| PROVIDED ENTRIES |

━━━━━━━━━━

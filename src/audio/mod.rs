//! Audio stages: WAV reassembly, background-mix planning and the ffmpeg adapter.

pub mod ffmpeg;
pub mod mix;
pub mod wav;

pub use ffmpeg::FfmpegMixer;
pub use mix::{MixPlan, OutputFormat};
pub use wav::{combine, WavFormat};
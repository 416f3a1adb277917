use std::path::PathBuf;
use std::sync::Arc;
use std::time::Instant;

use narrate_rs::{
    engines::voicevox::{style_table, VoicevoxEngine},
    narrate_directory, BatchOptions, Narrator, NarratorConfig, SynthesisEngine,
};

/// Usage:
///   narrate <input.txt> <output.mp3> [bgm.mp3]
///   narrate <input_dir> <output_dir> [bgm.mp3]
///
/// Set NARRATE_CONFIG to a TOML file to override defaults.
#[tokio::main]
async fn main() -> Result<(), Box<dyn std::error::Error>> {
    env_logger::init();

    let args: Vec<String> = std::env::args().skip(1).collect();
    if args.len() < 2 {
        eprintln!("usage: narrate <input.txt|input_dir> <output|output_dir> [bgm]");
        std::process::exit(2);
    }
    let input = PathBuf::from(&args[0]);
    let output = PathBuf::from(&args[1]);
    let bgm = args.get(2).map(PathBuf::from);

    let config = match std::env::var_os("NARRATE_CONFIG") {
        Some(path) => NarratorConfig::from_toml_file(&PathBuf::from(path))?,
        None => NarratorConfig::default(),
    };

    let engine = VoicevoxEngine::new(&config.engine_url)?;
    let version = engine.version().await?;
    println!("VOICEVOX engine {version} at {}", engine.base_url());

    let speakers = engine.speakers().await?;
    for (speaker, style, id) in style_table(&speakers).into_iter().take(10) {
        println!("  {id:>3}  {speaker} ({style})");
    }

    let narrator = Narrator::new(Arc::new(engine), config)?;
    if bgm.is_some() && !narrator.mixer().is_available().await {
        eprintln!("warning: ffmpeg/ffprobe not found, background mixing will fail");
    }

    let start = Instant::now();
    if input.is_dir() {
        let options = BatchOptions {
            bgm,
            ..BatchOptions::new(&input, &output)
        };
        let report = narrate_directory(&narrator, &options).await?;
        println!(
            "Batch done in {:.2?}: {} succeeded, {} skipped, {} failed",
            start.elapsed(),
            report.succeeded.len(),
            report.skipped.len(),
            report.failed.len()
        );
        for (document, error) in &report.failed {
            println!("  {}: {error}", document.display());
        }
    } else {
        let outcome = narrator
            .narrate_file(&input, &output, bgm.as_deref())
            .await?;
        let elapsed = start.elapsed();
        println!(
            "Narrated {:.2}s of speech from {} units in {:.2?} ({:.1}x real-time)",
            outcome.voice_duration_secs,
            outcome.units,
            elapsed,
            outcome.voice_duration_secs / elapsed.as_secs_f64()
        );
        if let Some(plan) = outcome.mix_plan {
            println!(
                "Background looped x{} at volume {}",
                plan.loop_count, plan.volume_ratio
            );
        }
        println!("Saved to {}", outcome.output.display());
    }

    Ok(())
}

━━━━━━━━━━

Find how many lines of the material carry the string "args". Only the number should be in the answer.

| WRITTEN SOLUTION |
5